Ex vivo expansion of hematopoietic stem cells: mission accomplished?

Summary

A small number of hematopoietic stem cells (HSCs) with self-renewal and multi-lineage repopulation capacity maintain hematopoiesis during the lifetime of an individual. Moreover, HSCs and their potential exist in excess as one individual can share its HSCs with another leading to creation of a genetically identical hematopoietic system. For over half a century this property of HSCs has been utilised by successful allogeneic clinical HSC transplantation for treatment of patients with inherited or acquired genetic and neoplastic diseases of the hematopoietic and immune system. There are now more than twenty thousand allogeneic HSC transplants per year worldwide [1]. However, although more than 17.5 million potential HSC donors are registered and additional 500,000 cord bloods are stored for potential allogeneic HSC transplantation [2], timely availability of appropriately human leukocyte antigen (HLA)-compatible HSCs with sufficient quality for patients still poses a problem in the field.

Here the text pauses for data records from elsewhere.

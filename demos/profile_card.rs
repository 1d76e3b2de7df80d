//! Fill in a profile, export it in both formats and read the PNG back
//!
//! Usage: cargo run --example profile_card

use qrprofile::{
    ConsoleNotifier, DirectorySaver, ExportSize, Labels, ProfileField, ProfileForm, QrDecoder,
    QrPipeline, QrcodeEncoder,
};
use std::sync::Arc;

#[tokio::main]
async fn main() -> anyhow::Result<()> {
    // Initialize logging
    tracing_subscriber::fmt::init();

    let form = ProfileForm::new();
    let pipeline = QrPipeline::new(
        form.subscribe(),
        Arc::new(QrcodeEncoder::new()),
        Arc::new(DirectorySaver::new("qr_output")),
        Arc::new(ConsoleNotifier),
        Labels::arabic(),
    );

    form.update_field(ProfileField::FullName, "أحمد عبدالله");
    form.update_field(ProfileField::Email, "example@email.com");
    form.update_field(ProfileField::Phone, "+966501234567");
    form.update_field(ProfileField::Bio, "مطور واجهات أمامية متخصص في React");

    pipeline.refresh_preview().await;
    println!("Preview ready at {}px", pipeline.preview().snapshot().surface.width());

    pipeline.select_size(ExportSize::Large)?;
    let png = pipeline.export_png().await?;
    let svg = pipeline.export_svg().await?;

    for saved in [png.saved(), svg.saved()].into_iter().flatten() {
        println!("✓ Saved {} ({} bytes)", saved.path.display(), saved.bytes);
    }

    if let Some(saved) = png.saved() {
        let text = QrDecoder::new().decode_file(&saved.path)?;
        println!("Decoded back:\n{text}");
    }

    Ok(())
}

Even if a donor is available, toxicity of the procedure could be reduced by increasing HSC numbers in transplants. One way to solve these issues would be by generation of quality-controlled, off the shelf HSC products via in vitro HSC expansion, a “holy grail” procedure many have been hunting for. Here, we discuss accumulating knowledge on signalling pathways involved in HSC maintenance as well as recent achievements to apply the findings to ex vivo HSC expansion for clinical use. Although the specific issue concerns only highly specialised medicine today, newly generated knowledge will be critical for the whole field of stem cell transplantation and regenerative medicine in the future.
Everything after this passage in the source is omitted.